Problem statement ::
Go through the entries below and copy each line that holds the word "ContentHash".

Collected data entries
—————

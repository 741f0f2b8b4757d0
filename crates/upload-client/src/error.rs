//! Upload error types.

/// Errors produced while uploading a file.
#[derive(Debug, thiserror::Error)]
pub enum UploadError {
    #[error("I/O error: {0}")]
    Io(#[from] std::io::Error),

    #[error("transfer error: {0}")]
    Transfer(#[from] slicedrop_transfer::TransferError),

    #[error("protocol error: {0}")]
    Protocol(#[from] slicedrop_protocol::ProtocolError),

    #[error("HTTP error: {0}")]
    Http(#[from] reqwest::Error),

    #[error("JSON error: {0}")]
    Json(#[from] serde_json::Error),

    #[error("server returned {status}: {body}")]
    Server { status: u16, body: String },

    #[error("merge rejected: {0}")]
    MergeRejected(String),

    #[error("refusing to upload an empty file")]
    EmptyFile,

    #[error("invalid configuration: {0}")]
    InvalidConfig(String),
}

—————

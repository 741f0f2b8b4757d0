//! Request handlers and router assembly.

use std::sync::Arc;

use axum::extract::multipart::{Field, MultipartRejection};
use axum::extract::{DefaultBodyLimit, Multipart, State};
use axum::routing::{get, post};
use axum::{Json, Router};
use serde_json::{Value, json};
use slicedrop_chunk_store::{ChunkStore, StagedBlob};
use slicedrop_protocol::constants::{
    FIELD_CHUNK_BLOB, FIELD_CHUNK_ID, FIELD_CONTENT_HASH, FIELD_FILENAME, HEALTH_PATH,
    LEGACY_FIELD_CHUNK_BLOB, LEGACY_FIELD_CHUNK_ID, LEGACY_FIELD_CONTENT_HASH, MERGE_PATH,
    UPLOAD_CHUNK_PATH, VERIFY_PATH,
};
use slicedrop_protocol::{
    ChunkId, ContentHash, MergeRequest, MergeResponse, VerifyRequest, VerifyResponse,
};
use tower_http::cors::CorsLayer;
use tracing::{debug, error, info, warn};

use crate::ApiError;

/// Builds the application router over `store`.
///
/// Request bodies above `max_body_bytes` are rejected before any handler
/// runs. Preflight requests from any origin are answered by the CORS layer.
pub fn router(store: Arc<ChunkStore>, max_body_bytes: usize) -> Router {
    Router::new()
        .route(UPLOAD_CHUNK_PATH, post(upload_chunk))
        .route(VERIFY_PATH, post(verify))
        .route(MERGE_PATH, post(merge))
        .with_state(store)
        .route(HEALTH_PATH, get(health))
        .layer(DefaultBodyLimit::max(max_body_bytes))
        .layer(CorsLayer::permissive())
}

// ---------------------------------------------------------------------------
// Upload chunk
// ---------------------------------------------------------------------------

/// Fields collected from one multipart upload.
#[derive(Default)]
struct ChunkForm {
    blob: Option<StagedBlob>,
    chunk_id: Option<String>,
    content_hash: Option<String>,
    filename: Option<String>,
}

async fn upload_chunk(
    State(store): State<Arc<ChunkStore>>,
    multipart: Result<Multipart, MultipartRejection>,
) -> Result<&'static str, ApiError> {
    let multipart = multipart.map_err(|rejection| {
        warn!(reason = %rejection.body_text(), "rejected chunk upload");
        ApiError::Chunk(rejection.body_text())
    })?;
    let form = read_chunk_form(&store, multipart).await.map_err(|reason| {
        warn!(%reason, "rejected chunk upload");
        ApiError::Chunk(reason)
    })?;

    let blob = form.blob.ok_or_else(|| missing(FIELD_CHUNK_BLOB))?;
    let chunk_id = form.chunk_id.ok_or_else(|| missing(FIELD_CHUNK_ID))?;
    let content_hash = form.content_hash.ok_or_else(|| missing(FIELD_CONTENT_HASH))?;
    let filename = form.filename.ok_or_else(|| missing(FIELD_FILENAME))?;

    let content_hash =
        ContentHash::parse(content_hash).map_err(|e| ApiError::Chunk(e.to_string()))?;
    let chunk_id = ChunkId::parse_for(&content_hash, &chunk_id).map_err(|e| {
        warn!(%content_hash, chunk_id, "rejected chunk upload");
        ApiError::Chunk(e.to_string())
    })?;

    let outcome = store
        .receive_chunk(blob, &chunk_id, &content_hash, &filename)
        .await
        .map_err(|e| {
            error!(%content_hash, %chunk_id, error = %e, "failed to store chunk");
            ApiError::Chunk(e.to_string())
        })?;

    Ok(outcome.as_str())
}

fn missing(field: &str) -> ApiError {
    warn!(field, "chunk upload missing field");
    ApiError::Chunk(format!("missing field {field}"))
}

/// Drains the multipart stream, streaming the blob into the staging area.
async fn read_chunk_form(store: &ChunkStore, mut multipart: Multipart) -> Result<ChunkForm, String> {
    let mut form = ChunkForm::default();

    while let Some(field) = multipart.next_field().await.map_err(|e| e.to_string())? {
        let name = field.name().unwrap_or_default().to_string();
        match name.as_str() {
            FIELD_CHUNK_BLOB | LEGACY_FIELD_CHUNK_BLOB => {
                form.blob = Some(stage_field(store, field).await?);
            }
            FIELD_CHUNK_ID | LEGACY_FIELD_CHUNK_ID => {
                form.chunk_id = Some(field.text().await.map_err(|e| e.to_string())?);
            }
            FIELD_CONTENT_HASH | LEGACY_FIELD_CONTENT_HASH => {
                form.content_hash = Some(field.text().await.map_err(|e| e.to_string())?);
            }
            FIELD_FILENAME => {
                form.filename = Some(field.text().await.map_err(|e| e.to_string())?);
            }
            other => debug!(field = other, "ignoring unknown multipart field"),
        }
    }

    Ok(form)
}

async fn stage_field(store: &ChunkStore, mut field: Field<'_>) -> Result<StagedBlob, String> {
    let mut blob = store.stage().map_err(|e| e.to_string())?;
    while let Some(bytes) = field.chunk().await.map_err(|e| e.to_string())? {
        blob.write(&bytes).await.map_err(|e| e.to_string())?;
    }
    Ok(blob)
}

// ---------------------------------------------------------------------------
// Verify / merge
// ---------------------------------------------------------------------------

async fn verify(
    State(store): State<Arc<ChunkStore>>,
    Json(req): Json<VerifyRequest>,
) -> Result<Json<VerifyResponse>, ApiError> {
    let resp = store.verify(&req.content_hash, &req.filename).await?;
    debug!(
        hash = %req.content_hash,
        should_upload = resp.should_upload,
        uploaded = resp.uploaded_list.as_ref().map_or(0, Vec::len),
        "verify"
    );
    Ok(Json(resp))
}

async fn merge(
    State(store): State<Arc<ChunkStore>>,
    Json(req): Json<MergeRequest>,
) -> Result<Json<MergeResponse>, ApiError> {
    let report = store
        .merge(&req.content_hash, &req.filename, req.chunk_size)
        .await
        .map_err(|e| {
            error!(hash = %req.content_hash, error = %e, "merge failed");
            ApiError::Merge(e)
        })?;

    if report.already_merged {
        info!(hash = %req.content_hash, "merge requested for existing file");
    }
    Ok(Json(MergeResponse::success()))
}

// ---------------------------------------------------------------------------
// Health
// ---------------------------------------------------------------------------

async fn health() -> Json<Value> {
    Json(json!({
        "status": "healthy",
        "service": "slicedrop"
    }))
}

—————

Result ::
    ChunkId, ContentHash, MergeRequest, MergeResponse, VerifyRequest, VerifyResponse,
        ContentHash::parse(content_hash).map_err(|e| ApiError::Chunk(e.to_string()))?;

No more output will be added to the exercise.